The rainfall lasted about seven days, “resulting in accumulations of around 7.1 trillion gallons in Baton Rouge and the surrounding suburbs, according to reports, reaching upward of 30 inches in some areas,” said Dr. Boyko Dodov, vice president and director of flood modeling at AIR Worldwide.
Twenty parishes were declared major disaster areas, and FEMA issued $1 billion in Federal Disaster Assistance grants to those affected. AIR said the majority of homeowners impacted by the floods reportedly did not have flood insurance because their homes were not in flood zones.
AIR’s insurable loss estimate includes exposures eligible for coverage, regardless of whether they are actually insured, without any application of deductibles or limits. The loss estimates capture residential, commercial and auto losses from inland flood both on and off the floodplain based on 100 simulated event scenarios that reflect uncertainty in precipitation observations and modeled levee failures. These loss estimates are based on AIR’s high-resolution Industry Exposure Database (IED) for the United States and damage ratios estimated from reported flood inundation.
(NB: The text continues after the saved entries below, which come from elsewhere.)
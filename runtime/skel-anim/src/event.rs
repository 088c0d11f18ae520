//! Delivery of state time events to script listeners

/// An entity that can receive animation events
///
/// Each crossed event is delivered once to every script component.
pub trait EventTarget {
    fn num_script_components(&self) -> usize;

    fn call_script_func(&mut self, component: usize, func: &str);
}

/// Target without scripts. Events are dropped.
#[derive(Debug, Default, Clone, Copy)]
pub struct NoopTarget;

impl EventTarget for NoopTarget {
    fn num_script_components(&self) -> usize {
        0
    }

    fn call_script_func(&mut self, _component: usize, _func: &str) {}
}

/// Records every call, in order. Handy for tools and tests.
#[derive(Debug, Clone)]
pub struct RecordingTarget {
    components: usize,
    calls: Vec<(usize, String)>,
}

impl RecordingTarget {
    pub fn new(components: usize) -> Self {
        Self {
            components,
            calls: Vec::new(),
        }
    }

    pub fn calls(&self) -> &[(usize, String)] {
        &self.calls
    }

    /// Names called on component 0
    pub fn names(&self) -> Vec<&str> {
        self.calls
            .iter()
            .filter(|(component, _)| *component == 0)
            .map(|(_, name)| name.as_str())
            .collect()
    }

    pub fn clear(&mut self) {
        self.calls.clear();
    }
}

impl EventTarget for RecordingTarget {
    fn num_script_components(&self) -> usize {
        self.components
    }

    fn call_script_func(&mut self, component: usize, func: &str) {
        self.calls.push((component, func.to_string()));
    }
}
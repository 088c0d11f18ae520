//! Fixed-step playback of a rig's state machines

use anyhow::{Result, anyhow, bail};
use clap::Args;
use glam::Vec3;
use skel_anim::{Animator, EventTarget, MAX_BLENDERS_PER_LAYER};
use std::{path::PathBuf, sync::Arc};

use super::load_rig;

#[derive(Args)]
pub struct SimulateArgs {
    /// Path to the JSON rig description
    pub file: PathBuf,

    /// Number of ticks to run
    #[arg(short, long, default_value = "10")]
    pub ticks: u32,

    /// Milliseconds per tick
    #[arg(short, long, default_value = "33")]
    pub step: i32,

    /// Set a parameter at a given time, as `name=value` or `name=value@ms`
    #[arg(long = "set", value_name = "NAME=VALUE[@MS]", value_parser = parse_assignment)]
    pub assignments: Vec<Assignment>,

    /// Number of script components receiving events
    #[arg(long, default_value = "1")]
    pub components: usize,
}

/// Parameter write scheduled at `time`
#[derive(Debug, Clone, PartialEq)]
pub struct Assignment {
    pub name: String,
    pub value: f32,
    pub time: i32,
}

/// Prints every script call as it happens
struct ConsoleTarget {
    components: usize,
}

impl EventTarget for ConsoleTarget {
    fn num_script_components(&self) -> usize {
        self.components
    }

    fn call_script_func(&mut self, component: usize, func: &str) {
        println!("         event {} -> component {}", func, component);
    }
}

fn parse_assignment(text: &str) -> Result<Assignment, String> {
    let (name, rest) = text
        .split_once('=')
        .ok_or_else(|| format!("expected NAME=VALUE[@MS], got '{}'", text))?;
    if name.is_empty() {
        return Err(format!("missing parameter name in '{}'", text));
    }

    let (value, time) = match rest.split_once('@') {
        Some((value, time)) => (
            value,
            time.parse::<i32>()
                .map_err(|e| format!("invalid time '{}': {}", time, e))?,
        ),
        None => (rest, 0),
    };
    let value = value
        .parse::<f32>()
        .map_err(|e| format!("invalid value '{}': {}", value, e))?;

    Ok(Assignment {
        name: name.to_string(),
        value,
        time,
    })
}

pub fn execute(args: &SimulateArgs) -> Result<()> {
    if args.step <= 0 {
        bail!("--step must be positive, got {}", args.step);
    }

    let rig = load_rig(&args.file)?;
    let mut animator = Animator::new();
    if !animator.attach_anim_controller(Arc::new(rig.controller)) {
        bail!("Rig controller cannot be bound to an animator");
    }
    animator.reset_state(0);

    let mut pending = Vec::with_capacity(args.assignments.len());
    for assignment in &args.assignments {
        let index = animator
            .parameter_index(&assignment.name)
            .ok_or_else(|| anyhow!("Unknown parameter '{}'", assignment.name))?;
        pending.push((assignment.time, index, assignment.value));
    }
    pending.sort_by_key(|&(time, _, _)| time);
    let mut pending = pending.into_iter().peekable();

    let mut target = ConsoleTarget {
        components: args.components,
    };
    let mut previous = 0;
    for tick in 1..=args.ticks {
        let current = previous + args.step;

        while let Some((time, index, value)) = pending.next_if(|&(time, _, _)| time <= current) {
            log::debug!("t={}: parameter {} = {}", time, index, value);
            animator.set_parameter_value(index, value);
        }

        animator.update_frame(&mut target, previous, current);
        animator.compute_frame(current);
        let delta = animator.translation_delta(previous, current);
        let root = animator
            .frame()
            .first()
            .map_or(Vec3::ZERO, |mat| mat.w_axis.truncate());

        println!(
            "[{:>4}] t={:>6} ms  {}  root ({:.3}, {:.3}, {:.3}) delta ({:.3}, {:.3}, {:.3})",
            tick,
            current,
            describe_layers(&animator, current),
            root.x,
            root.y,
            root.z,
            delta.x,
            delta.y,
            delta.z
        );

        previous = current;
    }

    let total = animator.translation(previous);
    println!(
        "\nRoot translation after {} ms: ({:.3}, {:.3}, {:.3})",
        previous, total.x, total.y, total.z
    );
    Ok(())
}

/// `Layer: Current [State weight, ...]` for every layer
fn describe_layers(animator: &Animator, current_time: i32) -> String {
    (0..animator.num_anim_layers())
        .filter_map(|index| {
            let layer = animator.anim_layer(index)?;
            let slots: Vec<String> = (0..MAX_BLENDERS_PER_LAYER)
                .filter_map(|slot| {
                    let blender = animator.blender(index, slot)?;
                    let state = layer.state(blender.state()?).ok()?;
                    Some(format!(
                        "{} {:.2}",
                        state.name(),
                        blender.blend_weight(current_time)
                    ))
                })
                .collect();
            Some(format!(
                "{}: {} [{}]",
                layer.name(),
                animator.current_anim_state_name(index).unwrap_or("-"),
                slots.join(", ")
            ))
        })
        .collect::<Vec<_>>()
        .join("  ")
}

#[cfg(test)]
mod tests {
    use super::*;

    #[test]
    fn test_parse_assignment() {
        assert_eq!(
            parse_assignment("speed=1.5@200").unwrap(),
            Assignment {
                name: "speed".to_string(),
                value: 1.5,
                time: 200
            }
        );
        assert_eq!(parse_assignment("speed=2").unwrap().time, 0);
    }

    #[test]
    fn test_parse_assignment_rejects_garbage() {
        assert!(parse_assignment("speed").is_err());
        assert!(parse_assignment("=1").is_err());
        assert!(parse_assignment("speed=fast").is_err());
        assert!(parse_assignment("speed=1@soon").is_err());
    }
}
AIR said the range in its loss estimates also reflects uncertainty in the payment of additional living expenses resulting from relocation, time spent in secondary housing, lost wages, loss of electricity and damage to contents.
AIR noted that many reinsurance contracts are subject to an hours clause (typically 168 hours for flood events). The catastrophe modeler said it expects the flood to be treated as a single occurrence in Louisiana.
AIR Worldwide is a Verisk Analytics business.